Collected data
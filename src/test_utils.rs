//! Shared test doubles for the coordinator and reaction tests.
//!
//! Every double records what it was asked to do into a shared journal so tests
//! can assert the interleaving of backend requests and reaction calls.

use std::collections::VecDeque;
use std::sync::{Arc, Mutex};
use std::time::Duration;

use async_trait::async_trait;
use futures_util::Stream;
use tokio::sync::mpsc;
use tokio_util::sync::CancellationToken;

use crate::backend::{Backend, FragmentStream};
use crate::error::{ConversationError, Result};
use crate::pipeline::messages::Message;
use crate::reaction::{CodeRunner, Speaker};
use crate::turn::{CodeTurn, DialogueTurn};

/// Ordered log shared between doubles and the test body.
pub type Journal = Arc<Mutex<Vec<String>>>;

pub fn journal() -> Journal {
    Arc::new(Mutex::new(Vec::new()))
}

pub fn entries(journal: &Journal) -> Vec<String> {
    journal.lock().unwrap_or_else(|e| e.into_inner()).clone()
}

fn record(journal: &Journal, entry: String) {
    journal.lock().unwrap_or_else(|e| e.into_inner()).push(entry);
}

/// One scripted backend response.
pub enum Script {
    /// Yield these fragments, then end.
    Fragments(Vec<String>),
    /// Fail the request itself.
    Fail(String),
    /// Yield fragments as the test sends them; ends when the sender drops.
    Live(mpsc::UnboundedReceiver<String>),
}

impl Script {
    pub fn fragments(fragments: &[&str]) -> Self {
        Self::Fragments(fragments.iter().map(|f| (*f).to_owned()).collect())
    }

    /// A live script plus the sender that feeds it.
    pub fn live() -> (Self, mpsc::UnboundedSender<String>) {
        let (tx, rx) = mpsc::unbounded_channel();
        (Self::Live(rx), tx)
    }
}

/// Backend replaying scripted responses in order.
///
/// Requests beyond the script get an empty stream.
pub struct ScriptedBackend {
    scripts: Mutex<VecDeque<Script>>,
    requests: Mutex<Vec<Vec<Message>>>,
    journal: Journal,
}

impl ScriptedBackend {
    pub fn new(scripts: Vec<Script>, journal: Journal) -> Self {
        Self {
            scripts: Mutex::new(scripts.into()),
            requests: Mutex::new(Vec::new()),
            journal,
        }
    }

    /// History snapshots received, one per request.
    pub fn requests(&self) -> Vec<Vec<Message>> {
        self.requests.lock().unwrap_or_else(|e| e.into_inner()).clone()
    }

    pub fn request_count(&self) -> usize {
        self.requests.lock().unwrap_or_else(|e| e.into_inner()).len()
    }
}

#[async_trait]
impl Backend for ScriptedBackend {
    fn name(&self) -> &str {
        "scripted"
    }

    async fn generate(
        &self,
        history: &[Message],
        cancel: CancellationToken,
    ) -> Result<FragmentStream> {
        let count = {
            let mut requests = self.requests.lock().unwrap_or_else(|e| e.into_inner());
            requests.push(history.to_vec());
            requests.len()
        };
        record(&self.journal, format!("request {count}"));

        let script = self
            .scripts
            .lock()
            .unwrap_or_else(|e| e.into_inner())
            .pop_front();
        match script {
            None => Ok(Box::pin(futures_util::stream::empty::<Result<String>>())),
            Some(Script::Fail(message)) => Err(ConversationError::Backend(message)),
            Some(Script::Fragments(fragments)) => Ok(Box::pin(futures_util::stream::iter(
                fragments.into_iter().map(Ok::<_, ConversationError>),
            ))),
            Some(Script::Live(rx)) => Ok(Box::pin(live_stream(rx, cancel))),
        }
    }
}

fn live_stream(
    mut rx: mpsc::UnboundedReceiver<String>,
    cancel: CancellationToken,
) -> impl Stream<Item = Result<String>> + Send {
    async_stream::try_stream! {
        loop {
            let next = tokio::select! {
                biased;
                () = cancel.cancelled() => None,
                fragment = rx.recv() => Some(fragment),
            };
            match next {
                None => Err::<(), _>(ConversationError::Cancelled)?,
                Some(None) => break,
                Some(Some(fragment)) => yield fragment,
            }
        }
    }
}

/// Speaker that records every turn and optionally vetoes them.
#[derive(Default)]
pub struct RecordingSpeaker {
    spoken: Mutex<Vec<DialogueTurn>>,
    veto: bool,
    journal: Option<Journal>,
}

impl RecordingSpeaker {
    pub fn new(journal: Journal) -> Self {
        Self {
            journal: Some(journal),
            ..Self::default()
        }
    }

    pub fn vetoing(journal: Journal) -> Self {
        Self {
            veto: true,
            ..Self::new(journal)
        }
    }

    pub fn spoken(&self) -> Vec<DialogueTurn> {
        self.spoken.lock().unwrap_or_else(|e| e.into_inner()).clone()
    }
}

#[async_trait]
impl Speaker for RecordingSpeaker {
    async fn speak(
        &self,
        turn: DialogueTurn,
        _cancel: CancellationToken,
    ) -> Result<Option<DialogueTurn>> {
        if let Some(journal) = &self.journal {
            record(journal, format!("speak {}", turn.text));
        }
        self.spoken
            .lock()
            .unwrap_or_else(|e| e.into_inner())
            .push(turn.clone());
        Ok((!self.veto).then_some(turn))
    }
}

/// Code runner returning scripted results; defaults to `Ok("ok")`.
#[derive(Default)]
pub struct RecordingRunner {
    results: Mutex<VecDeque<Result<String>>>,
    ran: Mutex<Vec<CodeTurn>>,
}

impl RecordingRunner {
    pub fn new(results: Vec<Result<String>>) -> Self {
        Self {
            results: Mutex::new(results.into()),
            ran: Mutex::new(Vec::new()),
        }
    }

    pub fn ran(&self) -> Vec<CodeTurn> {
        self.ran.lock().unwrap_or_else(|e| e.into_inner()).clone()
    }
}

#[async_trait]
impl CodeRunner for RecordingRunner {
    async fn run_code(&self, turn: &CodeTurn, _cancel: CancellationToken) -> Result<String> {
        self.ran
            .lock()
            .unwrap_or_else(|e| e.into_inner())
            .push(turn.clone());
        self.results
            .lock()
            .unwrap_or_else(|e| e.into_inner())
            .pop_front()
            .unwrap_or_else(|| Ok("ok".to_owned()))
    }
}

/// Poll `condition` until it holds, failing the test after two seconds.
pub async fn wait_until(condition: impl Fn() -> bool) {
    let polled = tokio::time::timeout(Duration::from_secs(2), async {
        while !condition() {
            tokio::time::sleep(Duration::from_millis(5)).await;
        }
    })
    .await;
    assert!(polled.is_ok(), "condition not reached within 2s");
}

▸ **About this task**: Look through the records and gather every line containing "DialogueTurn".

▸ **Task solution**:
use crate::turn::{CodeTurn, DialogueTurn};
    spoken: Mutex<Vec<DialogueTurn>>,
    pub fn spoken(&self) -> Vec<DialogueTurn> {
        turn: DialogueTurn,
    ) -> Result<Option<DialogueTurn>> {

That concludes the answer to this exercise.